Diatom modulation of select bacteria through use of two unique secondary metabolites

Abstract

Unicellular eukaryotic phytoplankton, such as diatoms, rely on microbial communities for survival despite lacking specialized compartments to house microbiomes (e.g., animal gut). Microbial communities have been widely shown to benefit from diatom excretions that accumulate within the microenvironment surrounding phytoplankton cells, known as the phycosphere. However, mechanisms that enable diatoms and other unicellular eukaryotes to nurture specific microbiomes by fostering beneficial bacteria and repelling harmful ones are mostly unknown. We hypothesized that diatom exudates may tune microbial communities and employed an integrated multiomics approach using the ubiquitous diatom Asterionellopsis glacialis to reveal how it modulates its naturally associated bacteria. We show that A. glacialis reprograms its transcriptional and metabolic profiles in response to bacteria to secrete a suite of central metabolites and two unusual secondary metabolites, rosmarinic acid and azelaic acid. While central metabolites are utilized by potential bacterial symbionts and opportunists alike, rosmarinic acid promotes attachment of beneficial bacteria to the diatom and simultaneously suppresses the attachment of opportunists. Similarly, azelaic acid enhances growth of beneficial bacteria while simultaneously inhibiting growth of opportunistic ones.
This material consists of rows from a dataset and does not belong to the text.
use khist_node::FieldPath;

/// Broad error classes. Callers use these to decide whether a failure is a
/// malformed patch, malformed data, or a configuration mismatch.
#[derive(Debug, Clone, Copy, PartialEq, Eq, Hash)]
pub enum ErrorKind {
    /// Sequence elements of inconsistent types.
    Structural,
    /// Unknown or malformed `$`-directive.
    Directive,
    /// A merge-key array element lacks its key.
    Key,
    /// A value cannot be used as a hash key.
    Encoding,
}

/// Errors produced by the merge engine. Every variant carries the field path
/// at which it was raised (`<root>` for the document itself).
#[derive(Debug, Clone, PartialEq, Eq, thiserror::Error)]
pub enum MergeError {
    #[error("element type mismatch at {path}: {reason}")]
    ElementTypeMismatch { path: String, reason: String },

    #[error("unknown $patch directive `{value}` at {path}")]
    UnknownPatchDirective { path: String, value: String },

    #[error("invalid directive {directive} at {path}: expected {expected}, got {actual}")]
    InvalidDirective {
        path: String,
        directive: String,
        expected: &'static str,
        actual: String,
    },

    #[error("element at {path} is missing merge key `{key}`")]
    MissingMergeKey { path: String, key: String },

    #[error("merge key `{key}` at {path} has a non-hashable {actual} value")]
    NotHashable {
        path: String,
        key: String,
        actual: String,
    },
}

impl MergeError {
    pub fn kind(&self) -> ErrorKind {
        match self {
            MergeError::ElementTypeMismatch { .. } => ErrorKind::Structural,
            MergeError::UnknownPatchDirective { .. } | MergeError::InvalidDirective { .. } => {
                ErrorKind::Directive
            }
            MergeError::MissingMergeKey { .. } => ErrorKind::Key,
            MergeError::NotHashable { .. } => ErrorKind::Encoding,
        }
    }

    /// The rendered field path the error was raised at.
    pub fn path(&self) -> &str {
        match self {
            MergeError::ElementTypeMismatch { path, .. }
            | MergeError::UnknownPatchDirective { path, .. }
            | MergeError::InvalidDirective { path, .. }
            | MergeError::MissingMergeKey { path, .. }
            | MergeError::NotHashable { path, .. } => path,
        }
    }
}

/// Render a path for an error message.
pub(crate) fn display_path(path: &FieldPath) -> String {
    if path.is_root() {
        "<root>".to_string()
    } else {
        path.to_string()
    }
}

/// Convenience alias for merge results.
pub type MergeResult<T> = Result<T, MergeError>;

#[cfg(test)]
mod tests {
    use super::*;

    #[test]
    fn kinds_follow_taxonomy() {
        let err = MergeError::MissingMergeKey {
            path: "spec.containers".into(),
            key: "name".into(),
        };
        assert_eq!(err.kind(), ErrorKind::Key);
        assert_eq!(err.path(), "spec.containers");
        assert_eq!(
            err.to_string(),
            "element at spec.containers is missing merge key `name`"
        );

        let err = MergeError::UnknownPatchDirective {
            path: "<root>".into(),
            value: "bogus".into(),
        };
        assert_eq!(err.kind(), ErrorKind::Directive);
    }

    #[test]
    fn root_path_is_named() {
        assert_eq!(display_path(&FieldPath::root()), "<root>");
        assert_eq!(display_path(&FieldPath::parse("a.b").unwrap()), "a.b");
    }
}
We further show that the bacterial response to azelaic acid is numerically rare but globally distributed in the world's oceans and taxonomically restricted to a handful of bacterial genera. Our results demonstrate the innate ability of an important unicellular eukaryotic group to modulate select bacteria in their microbial consortia, similar to higher eukaryotes, using unique secondary metabolites that regulate bacterial growth and behavior inversely across different bacterial populations.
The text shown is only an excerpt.